Something few people understand about my precious midwestern culture is that when I'm being friendly, affectionate, and polite, I fucking hate you and I want you to die (jk ur alright). And when I'm being rude, cruel, and improper, I love you and trust you as my dearest kin.
This is called public/private register. With outsiders and strangers WASP types (for lack of a better term) keep a polite distance, and act emotionally and materially generous. This is, in a sense, arrogant. It's out of noblesse oblige, a sincere paternalistic belief that the commons and its people need to be respected and nourished, and that cultural outsiders are best kept at a moderate distance. Not treated intimately enough to be kin, not treated coldly or pushed away like enemies. It's an arm's length relationship.
With kin we tend to act playfully cruel, pushing boundaries, picking at egos, admitting our worst impulses, acting judgmental and crude and xenophobic. There's almost a savagery or barbarism to it, and people who aren't used to seeing it tend to see it as "true colours," being revealed, as capriciousness, but in reality it isn't particularly emotional or committal at all. It's an empty cold form of play, theatrical and fun, almost like verbal grooming. It's a form of vulnerability, and thus intimacy, and I would argue the inevitable and healthy JUNGIAN SHADOW of such a deep and responsible reverence for the commons.
It's easy to think that the public register is a dishonest face and the private register is the real reveal of our internal world, which isn't quite true. The public register is still ultimately the way we engage with the world at large, it colours our political beliefs and actions and how we engage with the community and other peoples. It is the manifestation of systemic thinking—of carefully weighing one's feelings and instincts against pragmatism and strongly held values—and choosing the latter. It is absolutely sincere, because it is our actions and our respect for the world, and what could be more sincere than that?

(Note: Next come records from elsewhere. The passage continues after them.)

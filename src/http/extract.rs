//! Extractors whose rejections speak the problem envelope.
//!
//! axum's stock extractors reject with plain-text responses; these wrappers
//! reject with [`ApiError::Validation`] instead, so payload-shape failures
//! reach the client as 422 problem documents like every other error.

use axum::extract::{FromRequest, FromRequestParts, Request};
use axum::http::request::Parts;
use axum::response::{IntoResponse, Response};
use serde::de::DeserializeOwned;
use serde::Serialize;

use crate::http::problem::ApiError;

/// JSON body extractor; also usable as a JSON response.
#[derive(Debug, Clone, Copy, Default)]
pub struct Json<T>(pub T);

impl<S, T> FromRequest<S> for Json<T>
where
    S: Send + Sync,
    T: DeserializeOwned,
{
    type Rejection = ApiError;

    async fn from_request(req: Request, state: &S) -> Result<Self, Self::Rejection> {
        let axum::Json(value) = axum::Json::<T>::from_request(req, state).await?;
        Ok(Self(value))
    }
}

impl<T: Serialize> IntoResponse for Json<T> {
    fn into_response(self) -> Response {
        axum::Json(self.0).into_response()
    }
}

/// Path parameter extractor.
#[derive(Debug, Clone, Copy, Default)]
pub struct Path<T>(pub T);

impl<S, T> FromRequestParts<S> for Path<T>
where
    S: Send + Sync,
    T: DeserializeOwned + Send,
{
    type Rejection = ApiError;

    async fn from_request_parts(parts: &mut Parts, state: &S) -> Result<Self, Self::Rejection> {
        let axum::extract::Path(value) =
            axum::extract::Path::<T>::from_request_parts(parts, state).await?;
        Ok(Self(value))
    }
}

/// Query string extractor.
#[derive(Debug, Clone, Copy, Default)]
pub struct Query<T>(pub T);

impl<S, T> FromRequestParts<S> for Query<T>
where
    S: Send + Sync,
    T: DeserializeOwned,
{
    type Rejection = ApiError;

    async fn from_request_parts(parts: &mut Parts, state: &S) -> Result<Self, Self::Rejection> {
        let axum::extract::Query(value) =
            axum::extract::Query::<T>::from_request_parts(parts, state).await?;
        Ok(Self(value))
    }
}
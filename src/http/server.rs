//! HTTP server setup.
//!
//! # Responsibilities
//! - Create the Axum router with all routes
//! - Wire up middleware (trace, pipeline, panic catching, timeout, body limit)
//! - Own the shared application state
//! - Serve with graceful shutdown

use std::net::SocketAddr;
use std::sync::Arc;
use std::time::Duration;

use axum::extract::DefaultBodyLimit;
use axum::middleware;
use axum::routing::{get, post};
use axum::Router;
use tokio::net::TcpListener;
use tokio::sync::broadcast;
use tower_http::catch_panic::CatchPanicLayer;
use tower_http::timeout::TimeoutLayer;
use tower_http::trace::TraceLayer;

use crate::config::AppConfig;
use crate::http::handlers;
use crate::http::pipeline::{handle_panic, request_pipeline};
use crate::security::RateLimiter;
use crate::store::{FeatureStore, ItemStore};
use crate::upload::UploadStore;

/// Headroom above the upload limit so oversized files reach the validation
/// pipeline and get a 422 problem instead of a bare 413.
const BODY_LIMIT_SLACK: usize = 2 * 1024 * 1024;

/// Shared application state injected into handlers and the pipeline.
#[derive(Clone)]
pub struct AppState {
    pub features: Arc<FeatureStore>,
    pub items: Arc<ItemStore>,
    pub limiter: Arc<RateLimiter>,
    pub uploads: Arc<UploadStore>,
    pub upload_max_bytes: usize,
}

/// The HTTP server for the service.
pub struct HttpServer {
    router: Router,
}

impl HttpServer {
    /// Build the server and all its state from a validated configuration.
    pub fn new(config: AppConfig) -> Self {
        let state = AppState {
            features: Arc::new(FeatureStore::new()),
            items: Arc::new(ItemStore::new()),
            limiter: Arc::new(RateLimiter::new(&config.rate_limit)),
            uploads: Arc::new(UploadStore::new(config.upload.dir.clone())),
            upload_max_bytes: config.upload.max_bytes,
        };
        let router = Self::build_router(&config, state);
        Self { router }
    }

    fn build_router(config: &AppConfig, state: AppState) -> Router {
        Router::new()
            .route("/", get(handlers::root))
            .route("/health", get(handlers::health))
            .route(
                "/features",
                get(handlers::list_features).post(handlers::create_feature),
            )
            .route("/features/top", get(handlers::top_features))
            .route("/features/{feature_id}", get(handlers::get_feature))
            .route("/features/{feature_id}/vote", post(handlers::vote_feature))
            .route("/items", post(handlers::create_item))
            .route("/items/{item_id}", get(handlers::get_item))
            .route("/upload", post(handlers::upload_file))
            .fallback(handlers::not_found)
            .with_state(state.clone())
            // Layers added later wrap the ones before them: the pipeline sees
            // panic/timeout/limit responses, TraceLayer sees everything.
            .layer(DefaultBodyLimit::max(
                config.upload.max_bytes + BODY_LIMIT_SLACK,
            ))
            .layer(TimeoutLayer::new(Duration::from_secs(
                config.timeouts.request_secs,
            )))
            .layer(CatchPanicLayer::custom(handle_panic))
            .layer(middleware::from_fn_with_state(state, request_pipeline))
            .layer(TraceLayer::new_for_http())
    }

    /// Serve until the shutdown signal fires.
    pub async fn run(
        self,
        listener: TcpListener,
        mut shutdown: broadcast::Receiver<()>,
    ) -> Result<(), std::io::Error> {
        let addr = listener.local_addr()?;
        tracing::info!(address = %addr, "HTTP server starting");

        let app = self
            .router
            .into_make_service_with_connect_info::<SocketAddr>();

        axum::serve(listener, app)
            .with_graceful_shutdown(async move {
                let _ = shutdown.recv().await;
            })
            .await?;

        tracing::info!("HTTP server stopped");
        Ok(())
    }
}
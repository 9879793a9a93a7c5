//! Shutdown coordination.

use tokio::sync::broadcast;

/// Coordinator for graceful shutdown.
///
/// Provides a broadcast channel the server (and any long-running task)
/// subscribes to. Test harnesses trigger it directly; the binary wires it to
/// Ctrl+C.
pub struct Shutdown {
    tx: broadcast::Sender<()>,
}

impl Shutdown {
    pub fn new() -> Self {
        let (tx, _) = broadcast::channel(1);
        Self { tx }
    }

    /// Subscribe to the shutdown signal.
    pub fn subscribe(&self) -> broadcast::Receiver<()> {
        self.tx.subscribe()
    }

    /// Trigger the shutdown signal.
    pub fn trigger(&self) {
        let _ = self.tx.send(());
    }

    /// Spawn a task that triggers shutdown on Ctrl+C.
    pub fn trigger_on_ctrl_c(&self) {
        let tx = self.tx.clone();
        tokio::spawn(async move {
            if tokio::signal::ctrl_c().await.is_ok() {
                tracing::info!("Shutdown signal received");
                let _ = tx.send(());
            }
        });
    }
}

impl Default for Shutdown {
    fn default() -> Self {
        Self::new()
    }
}
//! Observability subsystem.
//!
//! # Data Flow
//! ```text
//! All subsystems produce:
//!     → logging.rs (structured log events, sanitized by security::sanitize)
//!     → metrics.rs (counters, histograms)
//!
//! Consumers:
//!     → Log aggregation (stdout)
//!     → Metrics endpoint (Prometheus scrape, optional)
//! ```
//!
//! # Design Decisions
//! - Correlation id flows through every error log record
//! - Metric updates are cheap; exposition runs on its own listener

pub mod logging;
pub mod metrics;
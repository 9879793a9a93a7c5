//! Rate limiter behavior through the full pipeline.

use std::time::Duration;

use serde_json::Value;

mod common;
use common::spawn_app_with;

#[tokio::test]
async fn over_limit_returns_429_problem_with_retry_after() {
    let app = spawn_app_with(|config| {
        config.rate_limit.requests_per_window = 5;
        // Wide window so slow CI cannot let entries expire mid-test.
        config.rate_limit.window_ms = 10_000;
    })
    .await;

    let mut rejected = None;
    for _ in 0..8 {
        let res = app.client.get(app.url("/features")).send().await.unwrap();
        if res.status() == 429 {
            rejected = Some(res);
            break;
        }
    }

    let res = rejected.expect("expected a 429 after exceeding the limit");
    assert_eq!(res.headers().get("retry-after").unwrap(), "1");
    assert_eq!(
        res.headers().get("content-type").unwrap(),
        "application/problem+json"
    );
    let body: Value = res.json().await.unwrap();
    assert_eq!(body["status"], 429);
    assert_eq!(body["title"], "Too Many Requests");
    assert!(body["type"]
        .as_str()
        .unwrap()
        .ends_with("/problems/rate_limited"));
    assert_eq!(body["detail"], "Rate limit exceeded");
    assert!(!body["correlation_id"].as_str().unwrap().is_empty());
}

#[tokio::test]
async fn request_over_threshold_is_the_first_rejected() {
    let app = spawn_app_with(|config| {
        config.rate_limit.requests_per_window = 5;
        config.rate_limit.window_ms = 10_000;
    })
    .await;

    for i in 0..5 {
        let res = app.client.get(app.url("/features")).send().await.unwrap();
        assert_eq!(res.status(), 200, "request {i} should be accepted");
    }
    let res = app.client.get(app.url("/features")).send().await.unwrap();
    assert_eq!(res.status(), 429);
}

#[tokio::test]
async fn health_is_never_rate_limited() {
    let app = spawn_app_with(|config| {
        config.rate_limit.requests_per_window = 2;
        config.rate_limit.window_ms = 10_000;
    })
    .await;

    for _ in 0..20 {
        let res = app.client.get(app.url("/health")).send().await.unwrap();
        assert_eq!(res.status(), 200);
    }
}

#[tokio::test]
async fn window_slides_and_admits_again() {
    let app = spawn_app_with(|config| {
        config.rate_limit.requests_per_window = 2;
        config.rate_limit.window_ms = 2000;
    })
    .await;

    assert_eq!(
        app.client.get(app.url("/features")).send().await.unwrap().status(),
        200
    );
    assert_eq!(
        app.client.get(app.url("/features")).send().await.unwrap().status(),
        200
    );
    assert_eq!(
        app.client.get(app.url("/features")).send().await.unwrap().status(),
        429
    );

    tokio::time::sleep(Duration::from_millis(2300)).await;

    assert_eq!(
        app.client.get(app.url("/features")).send().await.unwrap().status(),
        200
    );
}
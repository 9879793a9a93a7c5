//! Per-client sliding-window rate limiting.

use std::collections::VecDeque;
use std::time::{Duration, Instant};

use dashmap::DashMap;

use crate::config::RateLimitConfig;

/// Sliding-window request limiter keyed by client identity.
///
/// Each client owns an ordered window of request timestamps, pruned lazily on
/// every check. The map is sharded, so one client's check never blocks
/// another's. Windows are created on first sight of a client and live for the
/// process lifetime.
pub struct RateLimiter {
    windows: DashMap<String, VecDeque<Instant>>,
    limit: usize,
    window: Duration,
}

impl RateLimiter {
    pub fn new(config: &RateLimitConfig) -> Self {
        Self {
            windows: DashMap::new(),
            limit: config.requests_per_window as usize,
            window: Duration::from_millis(config.window_ms),
        }
    }

    /// Check whether a request from `client` at `now` is within the limit.
    ///
    /// Evicts timestamps older than the trailing window, then either records
    /// `now` and accepts, or rejects without recording. The entry guard
    /// serializes the whole evict-check-append sequence for one client.
    pub fn allow(&self, client: &str, now: Instant) -> bool {
        let mut window = self.windows.entry(client.to_string()).or_default();

        if let Some(threshold) = now.checked_sub(self.window) {
            while window.front().is_some_and(|&t| t < threshold) {
                window.pop_front();
            }
        }

        if window.len() >= self.limit {
            return false;
        }
        window.push_back(now);
        true
    }

    /// Number of distinct clients currently tracked.
    pub fn tracked_clients(&self) -> usize {
        self.windows.len()
    }
}
//! RFC 7807 problem-detail error envelope.
//!
//! # Responsibilities
//! - Model the four error categories as one tagged type
//! - Map each category to status, title and a `/problems/{code}` type URI
//! - Render the uniform problem body at a single point, with the request's
//!   correlation id and sanitized detail
//! - Log every domain/validation error and every fault, safely
//!
//! # Design Decisions
//! - Handlers return `Result<_, ApiError>`; the error value is carried
//!   through the pipeline and rendered once, not per call site
//! - Unhandled faults expose a fixed generic detail; the real message is
//!   logged (sanitized), never sent to the client

use axum::extract::rejection::{JsonRejection, PathRejection, QueryRejection};
use axum::http::{header, HeaderValue, StatusCode};
use axum::response::{IntoResponse, Response};
use serde::{Deserialize, Serialize};
use thiserror::Error;

use crate::http::correlation::X_CORRELATION_ID;
use crate::security::sanitize::{safe_log_error, sanitize_detail};

/// Content type of every error response.
pub const PROBLEM_CONTENT_TYPE: &str = "application/problem+json";

/// Base URI for problem type identifiers.
pub const PROBLEM_TYPE_BASE: &str = "https://example.com/problems";

/// Domain error codes used by business logic.
pub const CODE_VALIDATION_ERROR: &str = "validation_error";
pub const CODE_NOT_FOUND: &str = "not_found";
pub const CODE_RATE_LIMITED: &str = "rate_limited";
pub const CODE_HTTP_ERROR: &str = "http_error";
const CODE_INTERNAL_ERROR: &str = "internal_error";

/// Fixed client-visible detail for unanticipated faults.
const INTERNAL_DETAIL: &str = "An unexpected error occurred";

/// One failed field in a payload-shape validation error.
#[derive(Debug, Clone, PartialEq, Eq)]
pub struct FieldError {
    /// Dotted path of the offending field, e.g. `body.title`.
    pub path: String,
    pub message: String,
}

impl FieldError {
    pub fn new(path: impl Into<String>, message: impl Into<String>) -> Self {
        Self {
            path: path.into(),
            message: message.into(),
        }
    }
}

/// The error taxonomy carried through the request pipeline.
#[derive(Debug, Clone, Error)]
pub enum ApiError {
    /// Expected error raised by business logic with an explicit code,
    /// message and status.
    #[error("{message}")]
    Domain {
        code: &'static str,
        message: String,
        status: StatusCode,
    },
    /// Structural or type failure in the request payload.
    #[error("validation failed")]
    Validation { errors: Vec<FieldError> },
    /// Generic transport-level error (unmatched route, bad method, timeout).
    #[error("{message}")]
    Http {
        status: StatusCode,
        message: String,
    },
    /// Unanticipated fault. The message never reaches the client.
    #[error("{message}")]
    Internal { message: String },
}

impl ApiError {
    pub fn domain(code: &'static str, message: impl Into<String>, status: StatusCode) -> Self {
        Self::Domain {
            code,
            message: message.into(),
            status,
        }
    }

    pub fn validation_error(message: impl Into<String>) -> Self {
        Self::domain(
            CODE_VALIDATION_ERROR,
            message,
            StatusCode::UNPROCESSABLE_ENTITY,
        )
    }

    pub fn not_found(message: impl Into<String>) -> Self {
        Self::domain(CODE_NOT_FOUND, message, StatusCode::NOT_FOUND)
    }

    pub fn rate_limited() -> Self {
        Self::domain(
            CODE_RATE_LIMITED,
            "Rate limit exceeded",
            StatusCode::TOO_MANY_REQUESTS,
        )
    }

    pub fn validation(errors: Vec<FieldError>) -> Self {
        Self::Validation { errors }
    }

    pub fn http(status: StatusCode, message: impl Into<String>) -> Self {
        Self::Http {
            status,
            message: message.into(),
        }
    }

    pub fn internal(message: impl Into<String>) -> Self {
        Self::Internal {
            message: message.into(),
        }
    }

    pub fn status(&self) -> StatusCode {
        match self {
            Self::Domain { status, .. } => *status,
            Self::Validation { .. } => StatusCode::UNPROCESSABLE_ENTITY,
            Self::Http { status, .. } => *status,
            Self::Internal { .. } => StatusCode::INTERNAL_SERVER_ERROR,
        }
    }

    fn title(&self) -> &'static str {
        match self {
            Self::Domain { code, .. } => match *code {
                CODE_VALIDATION_ERROR => "Validation Error",
                CODE_NOT_FOUND => "Not Found",
                CODE_RATE_LIMITED => "Too Many Requests",
                CODE_HTTP_ERROR => "HTTP Error",
                _ => "Bad Request",
            },
            Self::Validation { .. } => "Validation Error",
            Self::Http { .. } => "HTTP Error",
            Self::Internal { .. } => "Internal Server Error",
        }
    }

    fn type_uri(&self) -> String {
        let code = match self {
            Self::Domain { code, .. } => code,
            Self::Validation { .. } => CODE_VALIDATION_ERROR,
            Self::Http { .. } => CODE_HTTP_ERROR,
            Self::Internal { .. } => CODE_INTERNAL_ERROR,
        };
        format!("{PROBLEM_TYPE_BASE}/{code}")
    }

    /// Raw detail before sanitization. Faults get the fixed generic string.
    fn raw_detail(&self) -> String {
        match self {
            Self::Domain { message, .. } | Self::Http { message, .. } => message.clone(),
            Self::Validation { errors } => errors
                .iter()
                .map(|e| format!("{}: {}", e.path, e.message))
                .collect::<Vec<_>>()
                .join("; "),
            Self::Internal { .. } => INTERNAL_DETAIL.to_string(),
        }
    }

    fn log(&self, correlation_id: &str) {
        match self {
            Self::Domain { code, message, .. } => {
                safe_log_error(&format!("API Error: {code}"), correlation_id, message);
            }
            Self::Validation { .. } => {
                safe_log_error("Validation error", correlation_id, &self.raw_detail());
            }
            // Transport-level errors carry no interesting detail.
            Self::Http { .. } => {}
            Self::Internal { message } => {
                safe_log_error("Unhandled exception", correlation_id, message);
            }
        }
    }

    /// Render the problem response. The single rendering point: the pipeline
    /// calls this for every error it carries or intercepts.
    pub fn into_problem_response(self, correlation_id: &str) -> Response {
        self.log(correlation_id);

        let status = self.status();
        let problem = ProblemDetail {
            type_uri: self.type_uri(),
            title: self.title().to_string(),
            status: status.as_u16(),
            detail: sanitize_detail(&self.raw_detail()),
            correlation_id: correlation_id.to_string(),
        };

        let mut response = (status, axum::Json(problem)).into_response();
        response.headers_mut().insert(
            header::CONTENT_TYPE,
            HeaderValue::from_static(PROBLEM_CONTENT_TYPE),
        );
        if status == StatusCode::TOO_MANY_REQUESTS {
            response
                .headers_mut()
                .insert(header::RETRY_AFTER, HeaderValue::from_static("1"));
        }
        if let Ok(value) = HeaderValue::from_str(correlation_id) {
            response.headers_mut().insert(X_CORRELATION_ID, value);
        }
        response
    }
}

/// The RFC 7807 body shape.
#[derive(Debug, Clone, Serialize, Deserialize)]
pub struct ProblemDetail {
    #[serde(rename = "type")]
    pub type_uri: String,
    pub title: String,
    pub status: u16,
    pub detail: String,
    pub correlation_id: String,
}

/// An error parked on a response, awaiting the pipeline's rendering pass.
#[derive(Debug, Clone)]
pub struct PendingProblem(pub ApiError);

impl IntoResponse for ApiError {
    fn into_response(self) -> Response {
        // Not rendered here: the pipeline owns rendering so the body can
        // carry the request's correlation id.
        let mut response = self.status().into_response();
        response.extensions_mut().insert(PendingProblem(self));
        response
    }
}

impl From<JsonRejection> for ApiError {
    fn from(rejection: JsonRejection) -> Self {
        Self::validation(vec![FieldError::new("body", rejection.body_text())])
    }
}

impl From<PathRejection> for ApiError {
    fn from(rejection: PathRejection) -> Self {
        Self::validation(vec![FieldError::new("path", rejection.body_text())])
    }
}

impl From<QueryRejection> for ApiError {
    fn from(rejection: QueryRejection) -> Self {
        Self::validation(vec![FieldError::new("query", rejection.body_text())])
    }
}

#[cfg(test)]
mod tests {
    use super::*;

    #[test]
    fn domain_codes_map_to_titles() {
        let cases = [
            (CODE_VALIDATION_ERROR, "Validation Error"),
            (CODE_NOT_FOUND, "Not Found"),
            (CODE_RATE_LIMITED, "Too Many Requests"),
            (CODE_HTTP_ERROR, "HTTP Error"),
            ("something_else", "Bad Request"),
        ];
        for (code, title) in cases {
            let err = ApiError::domain(code, "msg", StatusCode::BAD_REQUEST);
            assert_eq!(err.title(), title, "code {code}");
            assert_eq!(err.type_uri(), format!("{PROBLEM_TYPE_BASE}/{code}"));
        }
    }

    #[test]
    fn validation_detail_joins_field_errors() {
        let err = ApiError::validation(vec![
            FieldError::new("body.title", "field required"),
            FieldError::new("body.value", "not an integer"),
        ]);
        assert_eq!(
            err.raw_detail(),
            "body.title: field required; body.value: not an integer"
        );
        assert_eq!(err.status(), StatusCode::UNPROCESSABLE_ENTITY);
    }

    #[test]
    fn internal_detail_is_fixed() {
        let err = ApiError::internal("secret db password leaked in panic");
        assert_eq!(err.raw_detail(), "An unexpected error occurred");
        assert_eq!(err.status(), StatusCode::INTERNAL_SERVER_ERROR);
    }

    #[test]
    fn rate_limited_response_carries_retry_after() {
        let response = ApiError::rate_limited().into_problem_response("cid-1");
        assert_eq!(response.status(), StatusCode::TOO_MANY_REQUESTS);
        assert_eq!(
            response.headers().get(header::RETRY_AFTER).unwrap(),
            HeaderValue::from_static("1")
        );
        assert_eq!(
            response.headers().get(header::CONTENT_TYPE).unwrap(),
            HeaderValue::from_static(PROBLEM_CONTENT_TYPE)
        );
        assert_eq!(
            response.headers().get(X_CORRELATION_ID).unwrap(),
            HeaderValue::from_static("cid-1")
        );
    }

    #[test]
    fn problem_detail_in_body_is_sanitized() {
        let err = ApiError::validation_error("call me at user@example.com");
        assert!(err.raw_detail().contains("user@example.com"));
        let response = err.into_problem_response("cid-2");
        // Body rendering goes through sanitize_detail; spot-check the input.
        assert_eq!(
            sanitize_detail("call me at user@example.com"),
            "call me at u***@example.com"
        );
        assert_eq!(response.status(), StatusCode::UNPROCESSABLE_ENTITY);
    }
}
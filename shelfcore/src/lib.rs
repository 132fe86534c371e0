//! shelfcore — shared library for the fileshelf panel
//!
//! The panel itself (list rendering, menus, windows) lives in the
//! `fileshelf` binary crate. Everything with actual invariants is here:
//! the ordered shelf model, the drag-reorder state machine, and the
//! persistence store.

pub mod icons;
pub mod launch;
pub mod model;
pub mod reorder;
pub mod store;
pub mod theme;
pub mod widgets;

pub use model::{ShelfEntry, ShelfModel};
pub use reorder::DragReorderController;
pub use store::{ShelfStore, WindowGeometry};
pub use theme::ShelfTheme;
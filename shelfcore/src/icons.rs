//! Best-effort icon resolution for shelf entries
//!
//! Raster-image entries get a small decoded thumbnail; everything else
//! falls back to a text glyph picked by extension category. Resolution
//! never fails loudly — an unreadable or vanished file simply renders
//! with the fallback glyph. Shelf correctness never depends on an icon.

use egui::{ColorImage, Context, TextureHandle, TextureOptions};
use std::collections::{HashMap, HashSet};
use std::path::Path;

/// Thumbnail edge length in pixels.
const THUMB_SIZE: u32 = 32;

/// Cache cap; cleared wholesale when reached.
const CACHE_CAP: usize = 64;

const IMAGE_EXTENSIONS: &[&str] = &["png", "jpg", "jpeg"];

/// Resolves per-entry icons, caching decoded thumbnails by path.
pub struct IconResolver {
    thumbnails: HashMap<String, TextureHandle>,
    /// Paths that failed to decode — never retried.
    failed: HashSet<String>,
}

impl IconResolver {
    pub fn new() -> Self {
        Self {
            thumbnails: HashMap::new(),
            failed: HashSet::new(),
        }
    }

    /// Thumbnail texture for `path`, if it is a decodable raster image.
    /// Any read or decode failure marks the path failed and yields `None`
    /// from then on.
    pub fn resolve(&mut self, ctx: &Context, path: &Path) -> Option<TextureHandle> {
        if !is_image(path) {
            return None;
        }
        let key = path.to_string_lossy().into_owned();

        if let Some(tex) = self.thumbnails.get(&key) {
            return Some(tex.clone());
        }
        if self.failed.contains(&key) {
            return None;
        }
        if self.thumbnails.len() >= CACHE_CAP {
            self.thumbnails.clear();
        }

        if let Ok(bytes) = std::fs::read(path) {
            if let Ok(img) = image::load_from_memory(&bytes) {
                let thumb = img.thumbnail(THUMB_SIZE, THUMB_SIZE).to_rgba8();
                let (w, h) = thumb.dimensions();
                let color_image =
                    ColorImage::from_rgba_unmultiplied([w as usize, h as usize], thumb.as_raw());
                let texture =
                    ctx.load_texture(format!("shelf_icon_{}", key), color_image, TextureOptions::NEAREST);
                self.thumbnails.insert(key, texture.clone());
                return Some(texture);
            }
        }

        self.failed.insert(key);
        None
    }

    /// Drop cached thumbnails so edited files re-resolve.
    pub fn clear(&mut self) {
        self.thumbnails.clear();
        self.failed.clear();
    }
}

impl Default for IconResolver {
    fn default() -> Self {
        Self::new()
    }
}

fn extension_of(path: &Path) -> String {
    path.extension()
        .and_then(|e| e.to_str())
        .map(|e| e.to_lowercase())
        .unwrap_or_default()
}

fn is_image(path: &Path) -> bool {
    IMAGE_EXTENSIONS.contains(&extension_of(path).as_str())
}

/// Fallback glyph by extension category, for entries with no thumbnail.
pub fn glyph(path: &Path) -> &'static str {
    if path.is_dir() {
        return "📁";
    }
    match extension_of(path).as_str() {
        "png" | "jpg" | "jpeg" | "gif" | "bmp" | "svg" => "🖼",
        "mp3" | "wav" | "flac" | "ogg" | "mid" | "midi" => "🎵",
        "mp4" | "mkv" | "webm" | "avi" => "🎞",
        "pdf" | "epub" => "📕",
        "zip" | "tar" | "gz" | "xz" | "7z" => "🗜",
        "sh" | "rs" | "py" | "js" | "c" | "h" | "toml" | "json" => "📜",
        _ => "📄",
    }
}

#[cfg(test)]
mod tests {
    use super::*;
    use std::path::PathBuf;

    #[test]
    fn glyph_by_category() {
        assert_eq!(glyph(Path::new("/tmp/x/song.mp3")), "🎵");
        assert_eq!(glyph(Path::new("/tmp/x/shot.PNG")), "🖼");
        assert_eq!(glyph(Path::new("/tmp/x/book.pdf")), "📕");
        assert_eq!(glyph(Path::new("/tmp/x/readme")), "📄");
    }

    #[test]
    fn only_raster_extensions_resolve() {
        assert!(is_image(Path::new("/tmp/a.png")));
        assert!(is_image(Path::new("/tmp/a.JPEG")));
        assert!(!is_image(Path::new("/tmp/a.txt")));
        assert!(!is_image(Path::new("/tmp/a")));
    }

    #[test]
    fn unreadable_image_is_marked_failed() {
        let ctx = Context::default();
        let mut resolver = IconResolver::new();
        let missing = PathBuf::from("/tmp/fileshelf_no_such_image.png");
        assert!(resolver.resolve(&ctx, &missing).is_none());
        assert!(resolver.failed.contains(&missing.to_string_lossy().into_owned()));
        // second call short-circuits on the failed set
        assert!(resolver.resolve(&ctx, &missing).is_none());
    }
}
//! Shared widgets for the shelf panel

use crate::theme::ShelfColors;
use egui::{Align2, FontId, Pos2, Rect, Stroke, Ui, Vec2};

/// Status bar: filled strip with a 1px top border.
pub fn status_bar(ui: &mut Ui, text: &str) {
    egui::Frame::none()
        .fill(ShelfColors::BG)
        .stroke(Stroke::new(1.0, ShelfColors::FAINT))
        .inner_margin(egui::Margin::symmetric(8.0, 2.0))
        .show(ui, |ui| {
            ui.label(egui::RichText::new(text).size(11.0).color(ShelfColors::INK));
        });
}

/// Ghost label that trails the pointer while a drag is live. Drawn on the
/// tooltip layer so it floats above the list.
pub fn drag_ghost(ctx: &egui::Context, pos: Pos2, label: &str, removing: bool) {
    let painter = ctx.layer_painter(egui::LayerId::new(
        egui::Order::Tooltip,
        egui::Id::new("shelf_drag_ghost"),
    ));

    let text = if removing {
        format!("✕ {}", label)
    } else {
        label.to_string()
    };
    let font = FontId::proportional(12.0);
    let galley_size = painter
        .layout_no_wrap(text.clone(), font.clone(), ShelfColors::INK)
        .size();
    let pad = Vec2::new(6.0, 3.0);
    let rect = Rect::from_min_size(pos + Vec2::new(12.0, 4.0), galley_size + pad * 2.0);

    painter.rect_filled(rect, 0.0, ShelfColors::BG);
    painter.rect_stroke(rect, 0.0, Stroke::new(1.0, ShelfColors::INK));
    painter.text(
        rect.center(),
        Align2::CENTER_CENTER,
        text,
        font,
        ShelfColors::INK,
    );
}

On the other hand, despite its playful and non-committal nature, the private register really is revealing of the internal world. Downstream of a friendly face is a savage interior, and the only way to keep that in balance is by expressing it somewhere; and so it is sincere and vulnerable, but it is tempered by the awareness that the friendly face is equally real. They're both theatrical forms of roleplaying, culturally designed to express one's sincere values and soul in the places where they should be expressed.
This does lead to one very common conundrum though. There is a sort of cultural initiation ritual for becoming kin, which I can only describe as a testing of the waters by bit by bit dropping the public register for the private register. To outsiders this is the capricious moment, the reveal of some dark internal world which suddenly signals danger. To some people it even comes as a sudden downgrade, the public face feeling intimate and the intimate private face feeling cold and distant. To us it's a sign of intimacy and love, a genuine and cherishable invitation into a shared folk relationship where we can drop the mask, mutually understanding that each other's hearts contain darkness worth loving, even if that darkness is well mastered, kept under lock and key.
The other common conundrum is a weird sort of down to earth parasociality, similar in nature but different in context to the parasociality celebrities deal with. When the face you show to people you want to keep at a distance is polite and affectionate, a lot of people will take that for real intimacy instead of the tactical emotional wall that it really is. I find it bizarrely common for even solid friends of mine to have a view of our relationship that is deeply at odds with how I actually feel about them, and it's very common for them to despise the intimate private register I want to share with them, or presume I have some hidden malice or hate. This applies doubly so to strangers who often view my calculated distant affection as a sudden and deep spark. On the other hand, I've never once dealt with parasociality from someone who comes from the same culture as me, who always understand the right separation of the spheres.